Filter these entries down to the lines that hold the word "signal", and show each of them.

*** SUPPLIED DATA ***

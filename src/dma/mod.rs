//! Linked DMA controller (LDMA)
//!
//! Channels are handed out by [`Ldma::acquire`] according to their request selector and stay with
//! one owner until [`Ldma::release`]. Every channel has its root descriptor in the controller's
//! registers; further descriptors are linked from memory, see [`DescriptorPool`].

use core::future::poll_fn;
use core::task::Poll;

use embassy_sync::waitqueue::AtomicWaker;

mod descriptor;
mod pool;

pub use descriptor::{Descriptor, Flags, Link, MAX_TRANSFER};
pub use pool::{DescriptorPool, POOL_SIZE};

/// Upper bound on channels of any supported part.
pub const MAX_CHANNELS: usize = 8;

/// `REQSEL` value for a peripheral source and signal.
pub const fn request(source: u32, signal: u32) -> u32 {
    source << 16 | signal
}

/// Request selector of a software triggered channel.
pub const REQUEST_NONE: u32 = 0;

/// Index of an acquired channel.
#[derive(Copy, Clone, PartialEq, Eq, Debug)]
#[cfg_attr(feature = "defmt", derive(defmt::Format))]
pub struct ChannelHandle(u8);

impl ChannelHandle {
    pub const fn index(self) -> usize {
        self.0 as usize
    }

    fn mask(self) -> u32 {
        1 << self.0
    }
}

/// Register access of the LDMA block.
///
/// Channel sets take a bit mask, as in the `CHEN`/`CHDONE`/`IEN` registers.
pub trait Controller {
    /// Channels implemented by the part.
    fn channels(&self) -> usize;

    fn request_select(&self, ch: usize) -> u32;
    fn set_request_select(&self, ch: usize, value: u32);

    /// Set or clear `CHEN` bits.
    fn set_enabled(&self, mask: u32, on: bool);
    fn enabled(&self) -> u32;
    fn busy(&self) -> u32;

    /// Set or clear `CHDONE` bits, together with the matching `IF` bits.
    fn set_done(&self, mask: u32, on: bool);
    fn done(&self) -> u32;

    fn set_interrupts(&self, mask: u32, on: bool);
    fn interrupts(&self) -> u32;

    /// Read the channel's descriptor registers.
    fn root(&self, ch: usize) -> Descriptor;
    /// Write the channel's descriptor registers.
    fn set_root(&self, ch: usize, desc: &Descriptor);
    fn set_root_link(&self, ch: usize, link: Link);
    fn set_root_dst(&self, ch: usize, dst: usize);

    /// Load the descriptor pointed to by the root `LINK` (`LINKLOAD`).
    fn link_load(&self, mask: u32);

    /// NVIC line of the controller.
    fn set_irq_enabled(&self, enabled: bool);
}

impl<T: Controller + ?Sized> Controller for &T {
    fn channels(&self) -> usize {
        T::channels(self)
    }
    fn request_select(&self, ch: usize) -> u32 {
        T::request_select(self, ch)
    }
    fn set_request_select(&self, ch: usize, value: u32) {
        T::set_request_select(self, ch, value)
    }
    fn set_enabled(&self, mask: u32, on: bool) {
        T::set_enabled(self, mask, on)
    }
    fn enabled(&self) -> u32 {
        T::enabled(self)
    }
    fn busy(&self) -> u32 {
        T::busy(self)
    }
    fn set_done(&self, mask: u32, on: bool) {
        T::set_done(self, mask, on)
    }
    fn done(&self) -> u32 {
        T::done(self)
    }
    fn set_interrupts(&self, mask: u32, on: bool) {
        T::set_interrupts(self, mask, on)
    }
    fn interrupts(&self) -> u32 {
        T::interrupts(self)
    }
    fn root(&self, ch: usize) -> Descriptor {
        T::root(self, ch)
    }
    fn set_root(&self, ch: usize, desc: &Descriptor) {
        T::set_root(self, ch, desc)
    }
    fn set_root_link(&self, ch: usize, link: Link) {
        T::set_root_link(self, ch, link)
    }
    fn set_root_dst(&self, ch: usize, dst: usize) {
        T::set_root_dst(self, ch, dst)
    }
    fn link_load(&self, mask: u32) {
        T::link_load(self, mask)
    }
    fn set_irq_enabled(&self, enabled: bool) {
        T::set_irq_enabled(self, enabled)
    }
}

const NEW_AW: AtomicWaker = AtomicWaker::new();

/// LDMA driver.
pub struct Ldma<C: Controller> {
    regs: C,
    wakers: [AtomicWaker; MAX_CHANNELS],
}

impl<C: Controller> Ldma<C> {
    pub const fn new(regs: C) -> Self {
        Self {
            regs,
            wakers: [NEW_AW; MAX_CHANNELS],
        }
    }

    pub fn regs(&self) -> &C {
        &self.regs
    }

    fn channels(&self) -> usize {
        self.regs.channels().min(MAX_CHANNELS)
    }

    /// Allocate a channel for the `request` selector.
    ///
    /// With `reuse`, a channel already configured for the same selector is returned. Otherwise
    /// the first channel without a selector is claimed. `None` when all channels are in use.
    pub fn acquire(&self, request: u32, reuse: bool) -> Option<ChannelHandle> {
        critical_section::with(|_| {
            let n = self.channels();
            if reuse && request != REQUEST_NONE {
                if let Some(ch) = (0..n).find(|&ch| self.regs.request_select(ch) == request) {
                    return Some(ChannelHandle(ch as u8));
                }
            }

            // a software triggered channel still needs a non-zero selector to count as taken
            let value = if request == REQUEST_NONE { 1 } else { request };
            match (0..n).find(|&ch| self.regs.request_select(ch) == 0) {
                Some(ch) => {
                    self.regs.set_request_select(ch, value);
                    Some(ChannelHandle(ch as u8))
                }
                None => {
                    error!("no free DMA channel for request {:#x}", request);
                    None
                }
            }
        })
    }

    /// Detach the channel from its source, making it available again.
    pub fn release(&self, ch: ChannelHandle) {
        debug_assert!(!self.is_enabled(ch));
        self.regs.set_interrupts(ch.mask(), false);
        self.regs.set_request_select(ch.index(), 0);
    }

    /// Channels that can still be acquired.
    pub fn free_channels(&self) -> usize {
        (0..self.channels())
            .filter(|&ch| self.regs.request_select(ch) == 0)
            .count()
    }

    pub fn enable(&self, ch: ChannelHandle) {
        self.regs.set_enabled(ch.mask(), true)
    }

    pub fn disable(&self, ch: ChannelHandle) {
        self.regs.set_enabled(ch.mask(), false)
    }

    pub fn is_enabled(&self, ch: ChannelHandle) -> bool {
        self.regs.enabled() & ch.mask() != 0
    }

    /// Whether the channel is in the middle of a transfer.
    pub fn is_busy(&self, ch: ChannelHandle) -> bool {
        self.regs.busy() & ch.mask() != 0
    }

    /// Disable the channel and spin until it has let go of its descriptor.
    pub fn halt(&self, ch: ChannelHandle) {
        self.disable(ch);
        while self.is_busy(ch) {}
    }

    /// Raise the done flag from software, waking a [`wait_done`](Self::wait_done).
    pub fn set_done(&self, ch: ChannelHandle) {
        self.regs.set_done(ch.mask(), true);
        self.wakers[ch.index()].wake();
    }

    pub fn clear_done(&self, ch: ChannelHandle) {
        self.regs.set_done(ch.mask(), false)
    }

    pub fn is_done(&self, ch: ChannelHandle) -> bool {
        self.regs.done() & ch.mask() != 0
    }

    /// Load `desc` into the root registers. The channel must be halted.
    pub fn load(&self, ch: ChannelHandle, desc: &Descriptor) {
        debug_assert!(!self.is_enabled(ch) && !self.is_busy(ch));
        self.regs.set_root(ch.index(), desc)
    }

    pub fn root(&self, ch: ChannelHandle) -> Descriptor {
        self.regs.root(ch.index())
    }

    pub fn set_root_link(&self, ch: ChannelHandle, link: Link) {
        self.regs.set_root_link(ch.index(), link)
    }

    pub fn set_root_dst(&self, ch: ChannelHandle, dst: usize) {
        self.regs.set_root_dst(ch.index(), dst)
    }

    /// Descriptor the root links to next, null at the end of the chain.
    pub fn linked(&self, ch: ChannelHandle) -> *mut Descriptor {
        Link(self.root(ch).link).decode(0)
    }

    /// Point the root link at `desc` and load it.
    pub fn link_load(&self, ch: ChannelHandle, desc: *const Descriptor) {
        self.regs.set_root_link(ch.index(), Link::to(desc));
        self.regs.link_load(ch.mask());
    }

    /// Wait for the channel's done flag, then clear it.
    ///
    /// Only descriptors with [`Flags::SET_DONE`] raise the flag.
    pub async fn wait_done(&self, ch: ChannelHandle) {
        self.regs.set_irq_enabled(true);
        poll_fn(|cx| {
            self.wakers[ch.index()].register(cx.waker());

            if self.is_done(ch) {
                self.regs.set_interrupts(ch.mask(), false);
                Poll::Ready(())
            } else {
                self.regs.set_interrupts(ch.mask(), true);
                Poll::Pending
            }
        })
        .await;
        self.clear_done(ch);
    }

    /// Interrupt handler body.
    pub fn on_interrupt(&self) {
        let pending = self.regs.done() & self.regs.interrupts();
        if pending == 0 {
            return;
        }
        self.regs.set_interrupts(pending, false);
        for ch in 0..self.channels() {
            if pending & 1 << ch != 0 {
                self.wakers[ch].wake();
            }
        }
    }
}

*** End of SUPPLIED DATA ***
*** SUPPLIED DATA ***

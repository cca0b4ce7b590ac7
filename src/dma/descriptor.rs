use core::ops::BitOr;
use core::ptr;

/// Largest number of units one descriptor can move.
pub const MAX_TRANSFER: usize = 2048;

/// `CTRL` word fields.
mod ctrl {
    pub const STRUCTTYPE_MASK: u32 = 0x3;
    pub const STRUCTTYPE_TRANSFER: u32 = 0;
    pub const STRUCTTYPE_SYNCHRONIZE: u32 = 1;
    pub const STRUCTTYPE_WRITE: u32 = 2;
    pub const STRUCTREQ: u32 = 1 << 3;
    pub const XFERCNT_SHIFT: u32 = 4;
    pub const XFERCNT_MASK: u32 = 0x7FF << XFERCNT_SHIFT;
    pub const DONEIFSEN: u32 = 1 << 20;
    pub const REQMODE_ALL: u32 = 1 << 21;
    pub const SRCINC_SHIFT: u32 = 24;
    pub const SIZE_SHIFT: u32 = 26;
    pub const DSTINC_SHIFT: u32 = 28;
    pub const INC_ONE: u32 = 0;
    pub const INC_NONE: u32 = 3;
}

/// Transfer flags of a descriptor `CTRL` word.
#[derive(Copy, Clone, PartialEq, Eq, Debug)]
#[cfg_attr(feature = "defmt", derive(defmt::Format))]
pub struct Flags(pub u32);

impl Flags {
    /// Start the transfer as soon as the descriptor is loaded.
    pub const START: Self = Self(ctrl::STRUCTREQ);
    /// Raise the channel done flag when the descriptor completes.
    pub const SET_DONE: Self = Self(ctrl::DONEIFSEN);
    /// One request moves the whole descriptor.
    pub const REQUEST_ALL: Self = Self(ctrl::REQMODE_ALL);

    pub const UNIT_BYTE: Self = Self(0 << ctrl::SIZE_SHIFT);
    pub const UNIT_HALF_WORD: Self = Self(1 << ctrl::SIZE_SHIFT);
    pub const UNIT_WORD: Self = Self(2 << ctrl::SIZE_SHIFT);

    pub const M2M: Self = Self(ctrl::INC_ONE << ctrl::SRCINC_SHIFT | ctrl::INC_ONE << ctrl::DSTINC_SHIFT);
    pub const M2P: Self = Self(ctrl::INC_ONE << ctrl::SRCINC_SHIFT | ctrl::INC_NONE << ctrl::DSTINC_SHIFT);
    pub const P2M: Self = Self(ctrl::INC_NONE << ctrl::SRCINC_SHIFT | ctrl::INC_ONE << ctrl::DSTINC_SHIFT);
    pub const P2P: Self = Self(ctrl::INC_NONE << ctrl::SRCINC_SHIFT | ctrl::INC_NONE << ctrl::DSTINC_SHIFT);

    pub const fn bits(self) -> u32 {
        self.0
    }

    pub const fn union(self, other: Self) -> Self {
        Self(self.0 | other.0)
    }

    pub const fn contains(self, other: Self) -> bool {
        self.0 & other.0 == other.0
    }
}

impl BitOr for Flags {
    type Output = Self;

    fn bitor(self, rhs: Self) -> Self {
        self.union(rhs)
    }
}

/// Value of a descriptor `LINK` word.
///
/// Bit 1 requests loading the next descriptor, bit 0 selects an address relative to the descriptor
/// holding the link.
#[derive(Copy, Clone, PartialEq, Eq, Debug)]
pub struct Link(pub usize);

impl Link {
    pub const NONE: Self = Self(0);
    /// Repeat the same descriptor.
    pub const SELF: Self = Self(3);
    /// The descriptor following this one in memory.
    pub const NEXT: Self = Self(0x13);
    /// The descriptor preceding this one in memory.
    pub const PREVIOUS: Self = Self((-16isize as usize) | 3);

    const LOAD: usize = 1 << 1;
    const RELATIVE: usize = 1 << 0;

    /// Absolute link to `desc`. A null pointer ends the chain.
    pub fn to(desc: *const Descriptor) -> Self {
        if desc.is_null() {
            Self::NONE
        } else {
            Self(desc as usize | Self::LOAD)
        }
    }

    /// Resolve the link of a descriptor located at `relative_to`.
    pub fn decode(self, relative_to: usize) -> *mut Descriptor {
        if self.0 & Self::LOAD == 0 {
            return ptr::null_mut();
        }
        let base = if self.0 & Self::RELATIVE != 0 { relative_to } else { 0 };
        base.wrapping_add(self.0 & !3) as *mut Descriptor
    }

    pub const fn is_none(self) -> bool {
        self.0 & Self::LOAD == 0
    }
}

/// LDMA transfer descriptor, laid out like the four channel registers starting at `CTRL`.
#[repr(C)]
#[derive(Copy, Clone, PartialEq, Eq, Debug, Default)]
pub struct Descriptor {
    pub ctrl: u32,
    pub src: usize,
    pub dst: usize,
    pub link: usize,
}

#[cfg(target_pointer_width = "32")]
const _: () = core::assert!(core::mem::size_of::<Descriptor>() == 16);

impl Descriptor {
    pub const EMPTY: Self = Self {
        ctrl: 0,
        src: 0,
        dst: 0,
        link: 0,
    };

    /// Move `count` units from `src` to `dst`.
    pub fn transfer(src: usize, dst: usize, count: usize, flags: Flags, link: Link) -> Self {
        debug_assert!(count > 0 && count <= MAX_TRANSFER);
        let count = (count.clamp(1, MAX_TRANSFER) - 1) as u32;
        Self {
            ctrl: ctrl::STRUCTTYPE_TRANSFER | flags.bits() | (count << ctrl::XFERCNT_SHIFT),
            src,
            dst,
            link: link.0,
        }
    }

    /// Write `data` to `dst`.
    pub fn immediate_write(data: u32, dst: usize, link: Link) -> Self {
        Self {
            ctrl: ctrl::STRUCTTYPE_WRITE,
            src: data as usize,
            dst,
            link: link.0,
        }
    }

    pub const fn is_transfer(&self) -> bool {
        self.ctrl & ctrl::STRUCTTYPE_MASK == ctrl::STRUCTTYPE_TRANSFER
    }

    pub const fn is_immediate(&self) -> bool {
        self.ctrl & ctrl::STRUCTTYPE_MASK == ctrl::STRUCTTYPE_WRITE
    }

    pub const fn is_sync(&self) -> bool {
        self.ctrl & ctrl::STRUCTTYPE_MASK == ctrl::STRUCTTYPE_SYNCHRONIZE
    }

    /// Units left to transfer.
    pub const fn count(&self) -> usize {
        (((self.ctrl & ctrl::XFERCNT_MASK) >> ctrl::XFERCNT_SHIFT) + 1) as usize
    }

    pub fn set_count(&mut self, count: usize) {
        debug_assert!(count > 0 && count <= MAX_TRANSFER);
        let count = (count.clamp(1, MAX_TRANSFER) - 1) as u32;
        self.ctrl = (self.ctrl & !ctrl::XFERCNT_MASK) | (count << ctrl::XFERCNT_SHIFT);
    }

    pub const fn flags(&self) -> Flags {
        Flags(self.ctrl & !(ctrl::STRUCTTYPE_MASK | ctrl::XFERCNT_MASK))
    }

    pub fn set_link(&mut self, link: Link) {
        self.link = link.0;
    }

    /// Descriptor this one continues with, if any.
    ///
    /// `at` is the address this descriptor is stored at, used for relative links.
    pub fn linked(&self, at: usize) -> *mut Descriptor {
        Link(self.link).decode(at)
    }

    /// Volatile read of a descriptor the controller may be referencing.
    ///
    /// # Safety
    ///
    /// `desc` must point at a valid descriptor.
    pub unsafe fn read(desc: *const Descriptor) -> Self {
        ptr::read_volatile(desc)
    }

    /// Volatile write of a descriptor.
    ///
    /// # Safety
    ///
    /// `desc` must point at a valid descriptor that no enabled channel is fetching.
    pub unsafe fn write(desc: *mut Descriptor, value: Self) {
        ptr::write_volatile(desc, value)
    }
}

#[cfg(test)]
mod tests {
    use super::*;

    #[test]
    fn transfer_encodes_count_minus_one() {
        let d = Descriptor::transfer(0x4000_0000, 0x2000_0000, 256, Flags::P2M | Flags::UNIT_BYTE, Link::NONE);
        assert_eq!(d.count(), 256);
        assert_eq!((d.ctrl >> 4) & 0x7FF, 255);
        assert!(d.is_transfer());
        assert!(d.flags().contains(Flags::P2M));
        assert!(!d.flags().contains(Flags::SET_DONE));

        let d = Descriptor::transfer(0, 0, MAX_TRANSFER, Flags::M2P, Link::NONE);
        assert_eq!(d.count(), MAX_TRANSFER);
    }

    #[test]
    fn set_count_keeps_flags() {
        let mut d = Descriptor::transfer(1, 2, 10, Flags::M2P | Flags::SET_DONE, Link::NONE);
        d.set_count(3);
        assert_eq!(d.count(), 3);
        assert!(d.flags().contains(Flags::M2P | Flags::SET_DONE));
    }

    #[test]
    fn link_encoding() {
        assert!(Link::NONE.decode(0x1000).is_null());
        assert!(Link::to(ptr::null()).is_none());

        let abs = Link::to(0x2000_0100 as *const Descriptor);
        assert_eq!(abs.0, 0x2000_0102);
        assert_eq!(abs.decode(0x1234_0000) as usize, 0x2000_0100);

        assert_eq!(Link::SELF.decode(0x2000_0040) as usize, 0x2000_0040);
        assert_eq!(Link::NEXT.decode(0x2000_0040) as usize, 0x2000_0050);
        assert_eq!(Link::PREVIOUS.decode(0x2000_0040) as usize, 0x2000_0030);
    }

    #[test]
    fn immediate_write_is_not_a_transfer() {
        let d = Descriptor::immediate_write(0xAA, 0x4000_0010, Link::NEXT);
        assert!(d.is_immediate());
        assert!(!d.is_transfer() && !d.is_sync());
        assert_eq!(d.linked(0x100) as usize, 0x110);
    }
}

*** End of SUPPLIED DATA ***

= RESULT OF THE EXERCISE =
/// `REQSEL` value for a peripheral source and signal.
pub const fn request(source: u32, signal: u32) -> u32 {
    source << 16 | signal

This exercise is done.